Possible Bacterial Species from Exudates on Wounds of Post-Operative Mothers at Kawempe National Referral Hospital

This data was obtained from the culture plates which showed growth of significance during the study and isolates identified as shown In Table 2.

Table 2: Showing Possible Bacterial Species from Exudates on Wounds of Post-Operative Mothers at Kawempe National Referral Hospital

A total of 70 bacterial isolates were identified from SSIs, with Staphylococcus aureus (42.9%) and coagulase-negative Staphylococci (41.4%) being the most prevalent. Gram-negative bacteria included E. coli (4.3%) and Klebsiella spp. (4.3%).

Antimicrobial Activity of Isolated Bacterial Profiles Causing Surgical Site Infections among Postoperative Mothers at Kawempe National Referral Hospital

Figure 1: Bar graph showing gram negatives susceptibility testing to antibiotics in post ceasarean wound infections among mothers attending Kawempe National Referral Hospital (Number of organisms against Antibiotics)

Figure 2: Bar graph showing gram negative isolates susceptibility testing to antibiotics in post ceasarean wound infections among mothers attending Kawempe National Referral Hospital (Number of organisms against Antibiotics)

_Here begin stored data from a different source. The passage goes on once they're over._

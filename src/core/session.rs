//! Host session manager
//!
//! A `HostSession` turns a username/password into a verified, scoped and
//! cached session against one host:
//!
//! 1. Save the raw login so the API client can authenticate the token request
//! 2. Request an application token with the new scope set
//! 3. On an Enterprise host, retry once with the old scope set when the
//!    server answers 404 (no scoped tokens) or 422 (scopes rejected);
//!    if the old scope set also gets a 404 the host has no authorization
//!    API and the login falls back to basic auth
//! 4. Save the token in place of the password when one was issued
//! 5. Fetch the user and granted scopes, cache the user, derive gist support
//!
//! Any failure that escapes this pipeline evicts the cached user, erases
//! the stored login and leaves the session logged out, then surfaces the
//! original error unchanged. A login future dropped before it finishes gets
//! the same cleanup.

use std::sync::{Arc, PoisonError, RwLock, RwLockReadGuard, RwLockWriteGuard};
use std::time::Duration;

use tokio::sync::{Mutex, OwnedMutexGuard};
use tracing::{debug, info, warn};

use crate::core::cache::{BlobCache, HostCache};
use crate::core::config::AuthMode;
use crate::core::credentials::LoginStore;
use crate::core::host_address::HostAddress;
use crate::error::{HubAuthError, Result};
use crate::github::api::{Account, ApiClient, ApplicationAuthorization, ScopeSet, UserAndScopes};
use crate::github::two_factor::{InterceptingTwoFactorHandler, TwoFactorChallengeHandler};

/// Cache key of the logged-in account
pub const USER_CACHE_KEY: &str = "user";

/// Outcome of a login as shown to the user
#[derive(Debug, Clone, Copy, PartialEq, Eq)]
pub enum AuthenticationResult {
    Success,
    Failure,
    /// The two-factor code was rejected or the prompt cancelled
    VerificationFailure,
    /// An Enterprise address that does not answer like a GitHub server
    EnterpriseServerNotFound,
}

impl AuthenticationResult {
    /// Result a UI should display for a failed login
    pub fn from_error(error: &HubAuthError, host: &HostAddress) -> Self {
        match error {
            e if e.is_two_factor_failure() => AuthenticationResult::VerificationFailure,
            HubAuthError::NotFound(_) | HubAuthError::Network(_) | HubAuthError::Timeout(_)
                if host.is_enterprise() =>
            {
                AuthenticationResult::EnterpriseServerNotFound
            }
            _ => AuthenticationResult::Failure,
        }
    }

    pub fn is_success(&self) -> bool {
        *self == AuthenticationResult::Success
    }
}

/// Where a session is in its login lifecycle
#[derive(Debug, Clone, Copy, PartialEq, Eq, Default)]
pub enum LoginState {
    #[default]
    LoggedOut,
    Authenticating,
    LoggedIn,
}

#[derive(Debug, Default)]
struct SessionState {
    login: LoginState,
    supports_gist: bool,
    user: Option<Account>,
}

/// Login session for a single host
pub struct HostSession {
    address: HostAddress,
    api: Arc<dyn ApiClient>,
    logins: Arc<dyn LoginStore>,
    cache: HostCache,
    two_factor: Arc<dyn TwoFactorChallengeHandler>,
    auth_mode: AuthMode,
    timeout: Option<Duration>,
    /// Serializes login/logout for this host
    login_lock: Arc<Mutex<()>>,
    state: RwLock<SessionState>,
}

impl HostSession {
    /// Create a logged-out session for the host `api` talks to
    pub fn new(
        api: Arc<dyn ApiClient>,
        logins: Arc<dyn LoginStore>,
        cache: Arc<dyn BlobCache>,
        two_factor: Arc<dyn TwoFactorChallengeHandler>,
    ) -> Self {
        let address = api.host_address().clone();
        let cache = HostCache::new(cache, &address);
        Self {
            address,
            api,
            logins,
            cache,
            two_factor,
            auth_mode: AuthMode::default(),
            timeout: None,
            login_lock: Arc::new(Mutex::new(())),
            state: RwLock::new(SessionState::default()),
        }
    }

    /// Skip token negotiation and log in with username/password only
    pub fn with_auth_mode(mut self, auth_mode: AuthMode) -> Self {
        self.auth_mode = auth_mode;
        self
    }

    /// Bound each login by `timeout`
    pub fn with_timeout(mut self, timeout: Duration) -> Self {
        self.timeout = Some(timeout);
        self
    }

    pub fn address(&self) -> &HostAddress {
        &self.address
    }

    pub fn state(&self) -> LoginState {
        self.read_state().login
    }

    /// True iff the most recent login succeeded
    pub fn is_logged_in(&self) -> bool {
        self.state() == LoginState::LoggedIn
    }

    /// Gist support granted by the most recent successful login
    pub fn supports_gist(&self) -> bool {
        self.read_state().supports_gist
    }

    /// Account of the current login
    pub fn user(&self) -> Option<Account> {
        self.read_state().user.clone()
    }

    /// Cache view for this host
    pub fn cache(&self) -> &HostCache {
        &self.cache
    }

    /// Log in with a username (or email) and password
    ///
    /// Returns `Success` or the error that stopped the login, with its
    /// original kind.
    pub async fn login(&self, user_name: &str, password: &str) -> Result<AuthenticationResult> {
        let pending = self.begin(true).await;
        info!(host = %self.address, user = user_name, "Logging in");

        let outcome = self
            .bounded(self.authenticate(user_name, password))
            .await;

        let result = match outcome {
            Ok(user) => {
                self.set_logged_in(user);
                info!(host = %self.address, supports_gist = self.supports_gist(), "Logged in");
                Ok(AuthenticationResult::Success)
            }
            Err(error) => {
                self.clear_after_failure(&error).await;
                Err(error)
            }
        };
        pending.finish();
        result
    }

    /// Log in with the credentials already in the store
    ///
    /// No token is requested. Transport failures leave the stored login in
    /// place; any other failure erases it like `login` does.
    pub async fn login_from_cache(&self) -> Result<AuthenticationResult> {
        let pending = self.begin(false).await;
        let result = self.login_with_stored().await;
        pending.finish();
        result
    }

    async fn login_with_stored(&self) -> Result<AuthenticationResult> {
        let stored = match self.logins.get_login(&self.address).await {
            Ok(stored) => stored,
            Err(error) => {
                self.evict_user().await;
                self.set_logged_out();
                return Err(error);
            }
        };
        if stored.is_empty() {
            self.evict_user().await;
            self.set_logged_out();
            return Err(HubAuthError::NotAuthenticated(self.address.to_string()));
        }

        debug!(host = %self.address, user = %stored.user_name, "Logging in from stored credentials");
        match self.bounded(self.fetch_and_cache_user()).await {
            Ok(user) => {
                self.set_logged_in(user);
                Ok(AuthenticationResult::Success)
            }
            Err(error) if error.is_transport() => {
                warn!(host = %self.address, error = %error, "Host unreachable, keeping stored login");
                self.evict_user().await;
                self.set_logged_out();
                Err(error)
            }
            Err(error) => {
                self.clear_after_failure(&error).await;
                Err(error)
            }
        }
    }

    /// Forget the cached user and stored login for this host
    pub async fn log_out(&self) -> Result<()> {
        let _guard = self.login_lock.lock().await;
        info!(host = %self.address, "Logging out");

        let evicted = self.cache.invalidate_object(USER_CACHE_KEY).await;
        let erased = self.logins.erase_login(&self.address).await;
        self.set_logged_out();

        evicted?;
        erased
    }

    /// Take the login lock and enter `Authenticating`
    ///
    /// The returned guard holds the lock until `finish`; if it is dropped
    /// first, the login was cancelled and gets cleaned up.
    async fn begin(&self, erase_login: bool) -> PendingLogin<'_> {
        let lock = self.login_lock.clone().lock_owned().await;
        self.set_authenticating();
        PendingLogin {
            session: self,
            lock: Some(lock),
            erase_login,
        }
    }

    async fn bounded<T>(&self, work: impl std::future::Future<Output = Result<T>>) -> Result<T> {
        match self.timeout {
            Some(limit) => tokio::time::timeout(limit, work)
                .await
                .unwrap_or(Err(HubAuthError::Timeout(limit.as_secs()))),
            None => work.await,
        }
    }

    async fn authenticate(&self, user_name: &str, password: &str) -> Result<UserAndScopes> {
        self.logins
            .save_login(&self.address, user_name, password)
            .await?;

        if self.auth_mode == AuthMode::Basic {
            debug!(host = %self.address, "Host configured for basic auth, skipping token request");
        } else {
            let authorization = self.request_authorization().await?;
            if authorization.has_token() {
                self.logins
                    .save_login(&self.address, user_name, &authorization.token)
                    .await?;
            } else {
                debug!(host = %self.address, "No token issued, keeping basic credentials");
            }
        }

        self.fetch_and_cache_user().await
    }

    async fn request_authorization(&self) -> Result<ApplicationAuthorization> {
        let interceptor = Arc::new(InterceptingTwoFactorHandler::new(self.two_factor.clone()));
        let handler: Arc<dyn TwoFactorChallengeHandler> = interceptor.clone();

        let error = match self
            .api
            .get_or_create_application_authentication(handler.clone(), ScopeSet::New)
            .await
        {
            Ok(authorization) => return Ok(authorization),
            Err(error) => error,
        };

        if !self.should_retry_with_old_scopes(&error, interceptor.was_challenged()) {
            return Err(error);
        }

        warn!(
            host = %self.address,
            error = %error,
            "Token request rejected, retrying with legacy scopes"
        );
        match self
            .api
            .get_or_create_application_authentication(handler, ScopeSet::Old)
            .await
        {
            Ok(authorization) => Ok(authorization),
            Err(retry) if error.is_not_found() && retry.is_not_found() => {
                info!(host = %self.address, "Host has no authorization API, using basic auth");
                Ok(ApplicationAuthorization::new(""))
            }
            Err(retry) => Err(retry),
        }
    }

    /// Old Enterprise servers signal unsupported scopes with 404 or 422
    fn should_retry_with_old_scopes(&self, error: &HubAuthError, challenged: bool) -> bool {
        self.address.is_enterprise()
            && !challenged
            && (error.is_not_found() || error.is_scopes_rejected())
    }

    async fn fetch_and_cache_user(&self) -> Result<UserAndScopes> {
        let user = self.api.get_user().await?;
        self.cache.insert_object(USER_CACHE_KEY, &user.user).await?;
        Ok(user)
    }

    async fn clear_after_failure(&self, error: &HubAuthError) {
        warn!(host = %self.address, error = %error, "Login failed");

        self.evict_user().await;
        erase_stored_login(self.logins.as_ref(), &self.address).await;
        self.set_logged_out();
    }

    async fn evict_user(&self) {
        evict_cached_user(&self.cache).await;
    }

    // Every write replaces whole fields, so a poisoned lock still holds a
    // valid state.
    fn read_state(&self) -> RwLockReadGuard<'_, SessionState> {
        self.state.read().unwrap_or_else(PoisonError::into_inner)
    }

    fn write_state(&self) -> RwLockWriteGuard<'_, SessionState> {
        self.state.write().unwrap_or_else(PoisonError::into_inner)
    }

    fn set_authenticating(&self) {
        let mut state = self.write_state();
        state.login = LoginState::Authenticating;
        state.supports_gist = false;
    }

    fn set_logged_in(&self, user: UserAndScopes) {
        let mut state = self.write_state();
        state.login = LoginState::LoggedIn;
        state.supports_gist = user.supports_gist();
        state.user = Some(user.user);
    }

    fn set_logged_out(&self) {
        *self.write_state() = SessionState::default();
    }
}

async fn evict_cached_user(cache: &HostCache) {
    if let Err(e) = cache.invalidate_object(USER_CACHE_KEY).await {
        warn!(scope = cache.scope(), error = %e, "Failed to evict cached user");
    }
}

async fn erase_stored_login(logins: &dyn LoginStore, host: &HostAddress) {
    if let Err(e) = logins.erase_login(host).await {
        warn!(host = %host, error = %e, "Failed to erase stored login");
    }
}

/// A login in progress, holding the session's login lock
struct PendingLogin<'a> {
    session: &'a HostSession,
    lock: Option<OwnedMutexGuard<()>>,
    /// Whether the login wrote credentials that a cancellation must erase
    erase_login: bool,
}

impl PendingLogin<'_> {
    /// The login ran to completion and did its own cleanup
    fn finish(mut self) {
        self.lock.take();
    }
}

impl Drop for PendingLogin<'_> {
    fn drop(&mut self) {
        let Some(lock) = self.lock.take() else {
            return;
        };

        let session = self.session;
        warn!(host = %session.address, "Login cancelled");
        session.set_logged_out();

        let cache = session.cache.clone();
        let logins = session.logins.clone();
        let address = session.address.clone();
        let erase_login = self.erase_login;

        // The lock moves into the cleanup task so the next login on this
        // host waits for it.
        match tokio::runtime::Handle::try_current() {
            Ok(runtime) => {
                runtime.spawn(async move {
                    let _lock = lock;
                    evict_cached_user(&cache).await;
                    if erase_login {
                        erase_stored_login(logins.as_ref(), &address).await;
                    }
                });
            }
            Err(_) => {
                warn!(host = %address, "No runtime to clean up cancelled login");
            }
        }
    }
}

• E. coli and Klebsiella spp.: Demonstrated high susceptibility to Imipenem (92-100%) but showed resistance to Ceftriaxone and Ceftazidime (resistance rates >50%), indicating extended- spectrum beta-lactamase (ESBL) production.

Figure 3: A Radar Chart showing Staphylococcus aureus susceptibility testing to antibiotics in post ceasarean wound infections among mothers attending Kawempe National Referral Hospital (Number of organisms against Antibiotics)

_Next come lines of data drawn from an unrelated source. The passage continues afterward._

//! Application configuration management
//!
//! Handles loading and saving application settings including:
//! - The OAuth application used to create authorizations
//! - Request timeout
//! - Per-host authentication mode (token negotiation or basic only)

use std::fs;
use std::path::{Path, PathBuf};
use std::time::Duration;

use directories::ProjectDirs;
use secrecy::SecretString;
use serde::{Deserialize, Serialize};

use crate::core::host_address::HostAddress;
use crate::error::{HubAuthError, Result};
use crate::github::api::OAuthApp;

/// How a host is logged in to
#[derive(Debug, Clone, Copy, PartialEq, Eq, Serialize, Deserialize, Default)]
#[serde(rename_all = "kebab-case")]
pub enum AuthMode {
    /// Negotiate an application token (default)
    #[default]
    Token,
    /// Username and password only, no token request
    Basic,
}

/// Per-host settings
#[derive(Debug, Clone, Serialize, Deserialize)]
pub struct HostConfig {
    pub url: String,
    #[serde(default)]
    pub auth_mode: AuthMode,
}

/// Application configuration
#[derive(Debug, Clone, Serialize, Deserialize)]
pub struct Config {
    /// Seconds a whole login may take
    #[serde(default = "default_request_timeout")]
    pub request_timeout_secs: u64,

    /// Host used when commands are given no `--host`
    #[serde(default = "default_host")]
    pub default_host: String,

    /// OAuth application client id
    #[serde(default = "default_client_id")]
    pub oauth_client_id: String,

    /// OAuth application client secret (prefer `HUBAUTH_CLIENT_SECRET`)
    #[serde(default)]
    pub oauth_client_secret: Option<String>,

    /// Note attached to created authorizations
    #[serde(default = "default_note")]
    pub authorization_note: String,

    /// Override for the session cache directory
    #[serde(default)]
    pub cache_dir: Option<PathBuf>,

    #[serde(default)]
    pub hosts: Vec<HostConfig>,
}

fn default_request_timeout() -> u64 {
    30
}

fn default_host() -> String {
    crate::core::host_address::GITHUB_DOT_COM.to_string()
}

fn default_client_id() -> String {
    "hubauth".to_string()
}

fn default_note() -> String {
    "hubauth".to_string()
}

impl Default for Config {
    fn default() -> Self {
        Self {
            request_timeout_secs: default_request_timeout(),
            default_host: default_host(),
            oauth_client_id: default_client_id(),
            oauth_client_secret: None,
            authorization_note: default_note(),
            cache_dir: None,
            hosts: Vec::new(),
        }
    }
}

impl Config {
    /// Load configuration from file, or create default if not exists
    pub fn load() -> Result<Self> {
        Self::load_from(&Self::config_path()?)
    }

    /// Load configuration from a specific file
    pub fn load_from(path: &Path) -> Result<Self> {
        if path.exists() {
            let contents = fs::read_to_string(path)?;
            let config: Config = toml::from_str(&contents)?;
            Ok(config)
        } else {
            Ok(Config::default())
        }
    }

    /// Save configuration to file
    pub fn save(&self) -> Result<()> {
        self.save_to(&Self::config_path()?)
    }

    /// Save configuration to a specific file
    pub fn save_to(&self, path: &Path) -> Result<()> {
        // Ensure parent directory exists
        if let Some(parent) = path.parent() {
            fs::create_dir_all(parent)?;
        }

        let contents = toml::to_string_pretty(self)?;
        fs::write(path, contents)?;

        Ok(())
    }

    fn project_dirs() -> Result<ProjectDirs> {
        ProjectDirs::from("com", "hubauth", "hubauth")
            .ok_or_else(|| HubAuthError::Config("Could not determine config directory".into()))
    }

    /// Get the configuration file path
    pub fn config_path() -> Result<PathBuf> {
        Ok(Self::project_dirs()?.config_dir().join("config.toml"))
    }

    /// Directory for the session cache
    pub fn session_cache_dir(&self) -> Result<PathBuf> {
        if let Some(dir) = &self.cache_dir {
            return Ok(dir.clone());
        }
        Ok(Self::project_dirs()?.cache_dir().join("session"))
    }

    pub fn request_timeout(&self) -> Duration {
        Duration::from_secs(self.request_timeout_secs)
    }

    pub fn default_host_address(&self) -> Result<HostAddress> {
        HostAddress::parse(&self.default_host)
    }

    /// Auth mode for `host`; hosts without an entry negotiate tokens
    pub fn auth_mode(&self, host: &HostAddress) -> AuthMode {
        self.hosts
            .iter()
            .find(|entry| HostAddress::parse(&entry.url).ok().as_ref() == Some(host))
            .map(|entry| entry.auth_mode)
            .unwrap_or_default()
    }

    /// OAuth application, with `secret_override` winning over the file
    pub fn oauth_app(&self, secret_override: Option<String>) -> OAuthApp {
        let secret = secret_override
            .or_else(|| self.oauth_client_secret.clone())
            .unwrap_or_default();
        OAuthApp {
            client_id: self.oauth_client_id.clone(),
            client_secret: SecretString::from(secret),
            note: self.authorization_note.clone(),
            fingerprint: machine_fingerprint(),
        }
    }
}

/// Per-machine authorization fingerprint
fn machine_fingerprint() -> String {
    let machine = std::env::var("HOSTNAME")
        .or_else(|_| std::env::var("COMPUTERNAME"))
        .unwrap_or_else(|_| "unknown".to_string());
    let sanitized: String = machine
        .chars()
        .filter(|c| c.is_ascii_alphanumeric() || *c == '-')
        .collect();
    format!("hubauth-{}", sanitized.to_ascii_lowercase())
}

Staphylococcus Aureus: High susceptibility to Vancomycin (100%) and Clindamycin (86.7%), but notable resistance to Ciprofloxacin (40%) and Gentamicin (33.3%). MRSA strains exhibited resistance to beta-lactams, with susceptibility retained to Vancomycin and Imipenem.

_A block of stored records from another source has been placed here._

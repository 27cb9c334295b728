//! CLI module for hubauth
//!
//! This module contains all CLI command definitions and handlers using clap.

pub mod auth;
pub mod commands;
pub mod config;

pub use commands::{Cli, Commands};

The resistance patterns indicate a rising prevalence of multidrug- resistant organisms, particularly MRSA and ESBL-producing gram-negatives.

Discussion

In the study, coliforms showed high susceptibility to Imipenem and this is comparable to a study done in Mbale Regional Referral Hospital, Eastern Uganda, as well as in the study conducted from Hoima Regional Referral Hospital [1,2]. In the same study, Staphylococcus aureus showed high susceptibility to Clindamycin and Vancomycin which is contrally to other studies from Hoima and Mbale regional Refferal hospital which showed high sensitivity to Ciprofloxacin [3]. Furthermore, the study also showed that Staphylococcus aureus was resistant to Ciprofloxacin, Gentamycin, and Cefoxitin while coliforms were resistant to Ciprofloxacin, Ceftazidime, and Gentamicin. This could be attributed to the fact that these drugs were the most erroneously prescribed medications among the study population in Kawempe National Referral Hospital. These findings are similar to those found in Hoima [1].

The detection of MRSA and ESBL-producing gram-negative bacteria underscores the growing challenge of AMR in the hospital setting. Resistance to first-line antibiotics such as penicillins and cephalosporins limits empirical treatment options, necessitating reliance on last-resort drugs like Vancomycin and Imipenem. These findings align with regional studies indicating high resistance rates among Staphylococcus aureus and Enterobacteriaceae. The persistence of susceptibility to Vancomycin and Imipenem offers some therapeutic options but raises concerns over potential future resistance development. The high prevalence of multidrug- resistant organisms necessitates strengthening antimicrobial stewardship programs, routine susceptibility testing, and infection control measures to prevent transmission.

Conclusion

AMR among bacterial pathogens causing SSIs at Kawempe National Referral Hospital is increasingly problematic, characterized by resistance to commonly used antibiotics. There is an urgent need to implement routine microbial susceptibility testing, enforce antimicrobial stewardship, and adopt infection prevention strategies to mitigate the impact of resistant organisms [4-41].

Recommendations

1. Routine antimicrobial susceptibility testing for all SSI isolates to guide targeted therapy.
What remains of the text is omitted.